Bangunan berejarah di Kota Mentok, Pulau Bangka./Tim Jelajah TEMPO.
Tata kota yang apik
Sub Koordinator Sejarah Dinas Pariwisata dan Kebudayaan Kabupaten Bangka Barat, Muhammad Ferhad Irvan, menjelaskan Kota Mentok memiliki tata kota yang apik, bahkan oleh Pemerintah Kolonial Belanda telah dipisahkan berdasarkan tiga kelompok bangsa yang berbeda. Pemisahan ini berdasar kepentingan Kolonial Belanda, di mana etnis Tionghoa diletakkan sebagai penyangga antara kepentingan kaum pribumi dengan Belanda.
Posisi Kampung Cina berada pada kedudukan strategis, yaitu pada posisi silang antara kantung permukiman Melayu dan Eropa dengan pelabuhan. Meskipun sempit, posisi Kampung Cina menjadi lokasi tepat sebagai daerah perdagangan. Permukiman Melayu diletakkan di daerah pinggiran yang menunjukkan peranan orangorang Melayu di Mentok bukan sebagai komponen utama yang menopang kepentingan ekonomi Pemerintah Kolonial Belanda.
Pemisahan permukiman Melayu ini juga dibagi tiga kantung utama, yakni Tanjung, Kampung Ulu, dan Teluk Rubiah, sesuai keinginan Kolonial Belanda untuk mengontrol kepadatan populasi dan mencegah bersatunya kaum pribumi yang berpotensi terjadi pemberontakan. Dengan tata kelola ruang di Kota Mentok tersebut, pada perkembangannya banyak ditemukan bangunan tua dan bernilai sejarah sesuai pengelompokan atau klaster dari tiga kelompok besar warga yang tinggal di dalamnya.

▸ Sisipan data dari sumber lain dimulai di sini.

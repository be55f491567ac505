use bamdex::{
    BaiIndex, Bin, BinKey, BinningScheme, Chunk, IndexBuilder, IndexError, IndexRecord,
    VirtualOffset,
};
use std::io::Write;
use tempfile::NamedTempFile;

/// Integration tests for BAI index functionality
///
/// These tests validate that the index:
/// - Builds from a coordinate-sorted record stream
/// - Plans region queries that never miss an overlapping record
/// - Loads and saves BAI files byte for byte
/// - Rejects unsorted input and corrupt files

fn vo(raw: u64) -> VirtualOffset {
    VirtualOffset::from_raw(raw)
}

fn record(reference_sequence: u32, start: u64, end: u64, from: u64, to: u64) -> IndexRecord {
    IndexRecord::new(reference_sequence, start, end, vo(from), vo(to))
}

fn covers(chunks: &[Chunk], offset: VirtualOffset) -> bool {
    chunks.iter().any(|c| c.contains(offset))
}

/// Create a minimal BAI file for testing
///
/// This creates a valid BAI file with:
/// - 1 reference sequence
/// - 1 bin (4681) holding one chunk
/// - A two-window linear index
/// - The trailing unplaced read counter
fn create_minimal_bai() -> Vec<u8> {
    let mut data = Vec::new();

    // Magic string "BAI\1"
    data.extend_from_slice(b"BAI\x01");

    // n_ref = 1 (int32)
    data.extend_from_slice(&1i32.to_le_bytes());

    // n_bin = 1 (int32)
    data.extend_from_slice(&1i32.to_le_bytes());

    // bin = 4681 (uint32), n_chunk = 1 (int32)
    data.extend_from_slice(&4681u32.to_le_bytes());
    data.extend_from_slice(&1i32.to_le_bytes());

    // Chunk: 0x1000 .. 0x2000
    data.extend_from_slice(&0x1000u64.to_le_bytes());
    data.extend_from_slice(&0x2000u64.to_le_bytes());

    // n_intv = 2 (int32), then two offsets
    data.extend_from_slice(&2i32.to_le_bytes());
    data.extend_from_slice(&0x1000u64.to_le_bytes());
    data.extend_from_slice(&0x1500u64.to_le_bytes());

    // n_no_coor = 7 (uint64)
    data.extend_from_slice(&7u64.to_le_bytes());

    data
}

#[test]
fn test_bai_load_from_file() {
    let mut file = NamedTempFile::new().expect("Failed to create temp file");
    file.write_all(&create_minimal_bai())
        .expect("Failed to write BAI data");

    let index = BaiIndex::from_path(file.path()).expect("Failed to load BAI index");

    assert_eq!(index.references().len(), 1);
    assert_eq!(index.unplaced_unmapped(), Some(7));
    let reference = index.reference(0).expect("reference 0 missing");
    assert_eq!(reference.bin_index().len(), 1);
    assert_eq!(reference.linear_index().len(), 2);
}

#[test]
fn test_bai_query_minimal() {
    let data = create_minimal_bai();
    let index = BaiIndex::read(&mut &data[..]).expect("Failed to parse BAI");

    let chunks = index.query(0, 0, 100_000).expect("Query failed");
    assert_eq!(chunks.len(), 1);
    assert_eq!(chunks[0].start().as_raw(), 0x1000);
    assert_eq!(chunks[0].end().as_raw(), 0x2000);

    // Only bin 4682 holds positions past 16384, and it is absent
    let chunks = index.query(0, 20_000, 20_001).expect("Query failed");
    assert!(chunks.is_empty());
}

#[test]
fn test_bai_bytes_round_trip_exactly() {
    let data = create_minimal_bai();
    let index = BaiIndex::read(&mut &data[..]).expect("Failed to parse BAI");
    assert_eq!(index.to_bytes().expect("encode"), data);
}

#[test]
fn test_write_and_reload_built_index() {
    let index = IndexBuilder::new()
        .with_reference_count(2)
        .build(vec![
            record(0, 100, 200, 0x10000, 0x10040),
            record(0, 16_300, 16_500, 0x10040, 0x10090),
            record(1, 1_000_000, 1_000_150, 0x20000, 0x20070),
        ])
        .expect("build");

    let file = NamedTempFile::new().expect("Failed to create temp file");
    index.write_to_path(file.path()).expect("write");
    let reloaded = BaiIndex::from_path(file.path()).expect("reload");

    assert!(reloaded.same_contents(&index));
    for reference in 0..2 {
        let ours = index.reference(reference).unwrap();
        let theirs = reloaded.reference(reference).unwrap();
        let ours_bins: Vec<u32> = ours.bin_index().bins().iter().map(Bin::bin_number).collect();
        let theirs_bins: Vec<u32> = theirs.bin_index().bins().iter().map(Bin::bin_number).collect();
        assert_eq!(ours_bins, theirs_bins);
        assert_eq!(ours.linear_index().entries(), theirs.linear_index().entries());
    }
}

/// Records (100,200), (150,300) and (1000,1100); query [120,160).
///
/// With 100-base windows the third record sits in its own finest bin, so
/// the plan covers the first two records and nothing else.
#[test]
fn test_three_record_scenario() {
    let scheme = BinningScheme::new(3, 100).unwrap();
    let index = IndexBuilder::with_scheme(scheme)
        .build(vec![
            record(0, 100, 200, 0, 50),
            record(0, 150, 300, 50, 120),
            record(0, 1000, 1100, 120, 160),
        ])
        .expect("build");

    let chunks = index.query(0, 120, 160).expect("query");
    for offset in [0, 49, 50, 119] {
        assert!(covers(&chunks, vo(offset)), "offset {} not covered", offset);
    }
    for offset in [120, 159] {
        assert!(!covers(&chunks, vo(offset)), "offset {} wrongly covered", offset);
    }
}

#[test]
fn test_three_record_scenario_default_scheme_is_sound() {
    let index = IndexBuilder::new()
        .build(vec![
            record(0, 100, 200, 0, 50),
            record(0, 150, 300, 50, 120),
            record(0, 1000, 1100, 120, 160),
        ])
        .expect("build");

    // All three share bin 4681, so the plan may include the third record
    let chunks = index.query(0, 120, 160).expect("query");
    assert!(covers(&chunks, vo(0)));
    assert!(covers(&chunks, vo(50)));
}

#[test]
fn test_decreasing_start_is_unsorted() {
    let result = IndexBuilder::new().build(vec![
        record(0, 200, 300, 0, 50),
        record(0, 150, 250, 50, 120),
    ]);

    match result {
        Err(IndexError::UnsortedInput {
            reference_sequence,
            previous,
            current,
        }) => {
            assert_eq!(reference_sequence, 0);
            assert_eq!(previous, 200);
            assert_eq!(current, 150);
        }
        other => panic!("expected UnsortedInput, got {:?}", other),
    }
}

#[test]
fn test_bin_identity_equality() {
    let key = BinKey::new(0, 4681);
    let a = Bin::with_chunks(key, vec![Chunk::new(vo(0), vo(50)).unwrap()]);
    let b = Bin::with_chunks(key, vec![Chunk::new(vo(70), vo(90)).unwrap()]);

    assert_eq!(a, b);
    assert!(!a.same_contents(&b));
    assert_ne!(a, Bin::new(BinKey::new(1, 4681)));
}

#[test]
fn test_query_rejects_empty_and_oversized_regions() {
    let index = IndexBuilder::new()
        .build(vec![record(0, 100, 200, 10, 50)])
        .expect("build");

    assert!(matches!(
        index.query(0, 500, 500),
        Err(IndexError::InvalidInterval { .. })
    ));
    assert!(matches!(
        index.query(0, 0, 600_000_000),
        Err(IndexError::OutOfRange { .. })
    ));
}

#[test]
fn test_corrupt_files_are_rejected() {
    let data = create_minimal_bai();

    // Truncated inside the linear index
    let result = BaiIndex::read(&mut &data[..data.len() - 12]);
    assert!(matches!(result, Err(IndexError::MalformedIndex(_))));

    // Negative reference count
    let mut bad = data.clone();
    bad[4..8].copy_from_slice(&(-3i32).to_le_bytes());
    assert!(matches!(
        BaiIndex::read(&mut &bad[..]),
        Err(IndexError::MalformedIndex(_))
    ));

    // Chunk end before begin
    let mut bad = data.clone();
    bad[28..36].copy_from_slice(&0x0800u64.to_le_bytes());
    assert!(matches!(
        BaiIndex::read(&mut &bad[..]),
        Err(IndexError::MalformedIndex(_))
    ));
}

#[test]
fn test_metadata_pseudo_bin_is_rejected() {
    let mut data = create_minimal_bai();
    // bin number sits right after magic, n_ref and n_bin
    data[12..16].copy_from_slice(&37450u32.to_le_bytes());

    let mut file = NamedTempFile::new().expect("Failed to create temp file");
    file.write_all(&data).expect("Failed to write BAI data");

    match BaiIndex::from_path(file.path()) {
        Err(IndexError::MalformedIndex(msg)) => assert!(msg.contains("37450")),
        other => panic!("expected MalformedIndex, got {:?}", other.map(|_| ())),
    }
}

#[test]
fn test_missing_file() {
    let result = BaiIndex::from_path("tests/data/does_not_exist.bai");
    assert!(matches!(result, Err(IndexError::Io(_))));
}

Untuk klaster Melayu, berdiri bangunan rumah Tumenggung, beberapa rumah panggung, Masjid Jamik, makam Kute Seribu, dan lainnya. Sedangkan di klaster Cina ada Rumah Mayor, pergudangan, kompleks pasar, Kelenteng Kung Fuk Miau, dan beberapa rumah penduduk bergaya arsitektur Tionghoa. Untuk klaster Eropa, beberapa bangunan khas arsitektur Eropa juga banyak ditemukan di Kota Mentok, seperti pelabuhan lama, kompleks pergudangan di pelabuhan, rumah residen, museum timah, penjara, gereja, tangsi, bangunan bekas kantor perusahaan Belanda, rumah para pejabat, pesanggrahan, dan lainnya.
Bangunan berejarah di Kota Mentok, Pulau Bangka./Tim Jelajah TEMPO.
Saat ini bangunan-bangunan tua tersebut menyatu dengan banyak bangunan baru milik warga namun masih bisa dijumpai dan suasana masa lalu masih tetap terasa saat berada di Kota Mentok yang pada zaman dulu menjadi pusat pemerintahan Pulau Bangka sebelum dipindahkan ke Pangkalpinang pada 1913.
Sejak saat itu, secara hirarki Mentok telah berubah dan hanya menjadi ibu kota pertambangan. Namun peranan Mentok sebagai kota pelabuhan dan persinggahan utama di Pulau Bangka masih tetap dipertahankan hingga 1950.
Selain memiliki potensi itu, Mentok juga terkenal dengan kota seribu kue, ada kain tenun legendaris cual Mentok, peleburan timah, brand muntok white pepper, tempat pengasingan para pejuang Kemerdekaan RI pada 1948-1949, dan beragam budaya yang berkembang merupakan aset berharga. Tak hanya itu, dalam sektor pertanian dan perkebunan, Mentok juga memiliki peran penting bagi perekonomian masyarakat Bangka Belitung saat ini.